"""
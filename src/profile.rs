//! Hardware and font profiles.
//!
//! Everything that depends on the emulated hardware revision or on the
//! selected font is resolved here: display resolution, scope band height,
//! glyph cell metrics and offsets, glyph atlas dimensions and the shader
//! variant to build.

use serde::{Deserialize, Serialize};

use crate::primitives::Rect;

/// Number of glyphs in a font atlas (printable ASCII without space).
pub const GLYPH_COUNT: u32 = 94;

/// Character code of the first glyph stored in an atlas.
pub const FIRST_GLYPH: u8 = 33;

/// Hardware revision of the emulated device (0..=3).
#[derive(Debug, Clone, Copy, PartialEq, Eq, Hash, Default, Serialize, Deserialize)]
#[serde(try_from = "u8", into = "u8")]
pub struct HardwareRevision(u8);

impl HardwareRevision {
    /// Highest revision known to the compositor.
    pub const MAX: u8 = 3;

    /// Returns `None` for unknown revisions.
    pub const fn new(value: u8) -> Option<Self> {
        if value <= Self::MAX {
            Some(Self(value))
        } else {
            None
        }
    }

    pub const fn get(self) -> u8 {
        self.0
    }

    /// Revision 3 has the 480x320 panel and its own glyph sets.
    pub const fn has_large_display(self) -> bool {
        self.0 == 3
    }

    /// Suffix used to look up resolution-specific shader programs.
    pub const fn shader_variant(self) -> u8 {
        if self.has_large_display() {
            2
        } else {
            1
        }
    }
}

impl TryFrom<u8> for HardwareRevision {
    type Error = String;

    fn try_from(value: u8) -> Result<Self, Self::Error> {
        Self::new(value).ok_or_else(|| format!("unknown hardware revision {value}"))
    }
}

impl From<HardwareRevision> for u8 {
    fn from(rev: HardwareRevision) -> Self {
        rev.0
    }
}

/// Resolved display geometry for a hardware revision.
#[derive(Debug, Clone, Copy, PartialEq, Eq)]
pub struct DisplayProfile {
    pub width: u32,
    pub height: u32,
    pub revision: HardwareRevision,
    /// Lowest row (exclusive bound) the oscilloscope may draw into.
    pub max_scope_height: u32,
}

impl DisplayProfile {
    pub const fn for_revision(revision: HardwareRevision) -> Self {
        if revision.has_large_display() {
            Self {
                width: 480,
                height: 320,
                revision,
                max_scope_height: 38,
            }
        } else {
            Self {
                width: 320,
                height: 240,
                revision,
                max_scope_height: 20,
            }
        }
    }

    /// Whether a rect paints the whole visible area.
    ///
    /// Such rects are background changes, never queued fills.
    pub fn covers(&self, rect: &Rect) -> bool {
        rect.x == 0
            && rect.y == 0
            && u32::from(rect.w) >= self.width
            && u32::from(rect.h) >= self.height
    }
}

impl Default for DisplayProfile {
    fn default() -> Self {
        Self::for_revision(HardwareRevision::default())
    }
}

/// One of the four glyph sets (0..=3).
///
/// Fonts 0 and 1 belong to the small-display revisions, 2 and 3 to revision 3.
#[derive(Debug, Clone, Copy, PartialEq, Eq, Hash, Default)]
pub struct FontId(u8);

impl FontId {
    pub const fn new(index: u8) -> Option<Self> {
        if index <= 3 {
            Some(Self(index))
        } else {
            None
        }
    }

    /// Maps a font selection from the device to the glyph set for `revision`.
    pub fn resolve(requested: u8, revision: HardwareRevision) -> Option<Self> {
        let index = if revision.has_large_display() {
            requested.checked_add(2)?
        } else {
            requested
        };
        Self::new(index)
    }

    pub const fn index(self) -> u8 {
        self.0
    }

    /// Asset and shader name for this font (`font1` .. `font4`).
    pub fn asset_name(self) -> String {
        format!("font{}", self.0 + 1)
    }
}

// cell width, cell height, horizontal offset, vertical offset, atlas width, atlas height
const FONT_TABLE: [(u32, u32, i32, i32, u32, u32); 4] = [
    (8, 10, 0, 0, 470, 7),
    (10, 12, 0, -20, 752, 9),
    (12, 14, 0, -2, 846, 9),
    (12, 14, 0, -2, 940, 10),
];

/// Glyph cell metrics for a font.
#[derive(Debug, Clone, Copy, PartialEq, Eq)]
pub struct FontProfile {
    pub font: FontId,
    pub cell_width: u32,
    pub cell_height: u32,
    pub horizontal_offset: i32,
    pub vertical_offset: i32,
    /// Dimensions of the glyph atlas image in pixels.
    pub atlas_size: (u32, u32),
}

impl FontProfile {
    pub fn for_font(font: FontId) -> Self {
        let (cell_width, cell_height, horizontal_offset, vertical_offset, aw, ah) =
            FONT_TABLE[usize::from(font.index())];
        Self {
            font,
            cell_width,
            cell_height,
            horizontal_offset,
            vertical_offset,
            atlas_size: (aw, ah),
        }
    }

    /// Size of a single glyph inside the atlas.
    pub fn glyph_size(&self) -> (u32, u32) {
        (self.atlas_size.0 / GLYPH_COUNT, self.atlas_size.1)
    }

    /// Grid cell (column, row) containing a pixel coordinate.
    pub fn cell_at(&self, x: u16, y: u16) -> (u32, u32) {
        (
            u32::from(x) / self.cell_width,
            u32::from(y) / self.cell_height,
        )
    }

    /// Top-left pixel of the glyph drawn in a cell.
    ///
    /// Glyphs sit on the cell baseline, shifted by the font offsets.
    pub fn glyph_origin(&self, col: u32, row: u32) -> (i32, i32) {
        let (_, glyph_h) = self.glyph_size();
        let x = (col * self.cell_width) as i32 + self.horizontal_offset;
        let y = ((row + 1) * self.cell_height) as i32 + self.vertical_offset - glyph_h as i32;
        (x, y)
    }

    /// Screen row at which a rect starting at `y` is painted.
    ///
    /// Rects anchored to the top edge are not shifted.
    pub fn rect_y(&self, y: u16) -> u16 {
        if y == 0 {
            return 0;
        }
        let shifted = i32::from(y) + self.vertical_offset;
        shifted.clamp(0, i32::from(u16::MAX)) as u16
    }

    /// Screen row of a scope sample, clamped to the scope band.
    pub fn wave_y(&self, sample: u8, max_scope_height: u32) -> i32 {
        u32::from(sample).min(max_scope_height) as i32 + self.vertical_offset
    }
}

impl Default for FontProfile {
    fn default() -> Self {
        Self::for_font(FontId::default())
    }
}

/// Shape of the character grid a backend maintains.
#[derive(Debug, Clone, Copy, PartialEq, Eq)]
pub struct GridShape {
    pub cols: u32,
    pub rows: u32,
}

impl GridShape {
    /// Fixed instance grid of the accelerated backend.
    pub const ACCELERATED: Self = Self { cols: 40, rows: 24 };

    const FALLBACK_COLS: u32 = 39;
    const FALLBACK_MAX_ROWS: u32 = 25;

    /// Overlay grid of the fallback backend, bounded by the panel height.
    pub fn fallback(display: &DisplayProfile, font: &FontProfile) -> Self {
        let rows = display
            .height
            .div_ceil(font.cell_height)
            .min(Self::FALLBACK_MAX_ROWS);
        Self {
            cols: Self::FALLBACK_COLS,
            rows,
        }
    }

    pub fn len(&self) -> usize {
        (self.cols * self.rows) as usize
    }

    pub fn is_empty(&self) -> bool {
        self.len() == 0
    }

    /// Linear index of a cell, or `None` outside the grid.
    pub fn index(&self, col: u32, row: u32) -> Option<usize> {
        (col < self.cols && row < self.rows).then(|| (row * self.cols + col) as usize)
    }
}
"""
> _Description of the task_: Return exactly, and only, the lines above starting at the line that contains "pub const fn shader_variant(self)" and ending at the line that contains "type Error = String;".

> _Your solution_:
    pub const fn shader_variant(self) -> u8 {
        if self.has_large_display() {
            2
        } else {
            1
        }
    }
}

impl TryFrom<u8> for HardwareRevision {
    type Error = String;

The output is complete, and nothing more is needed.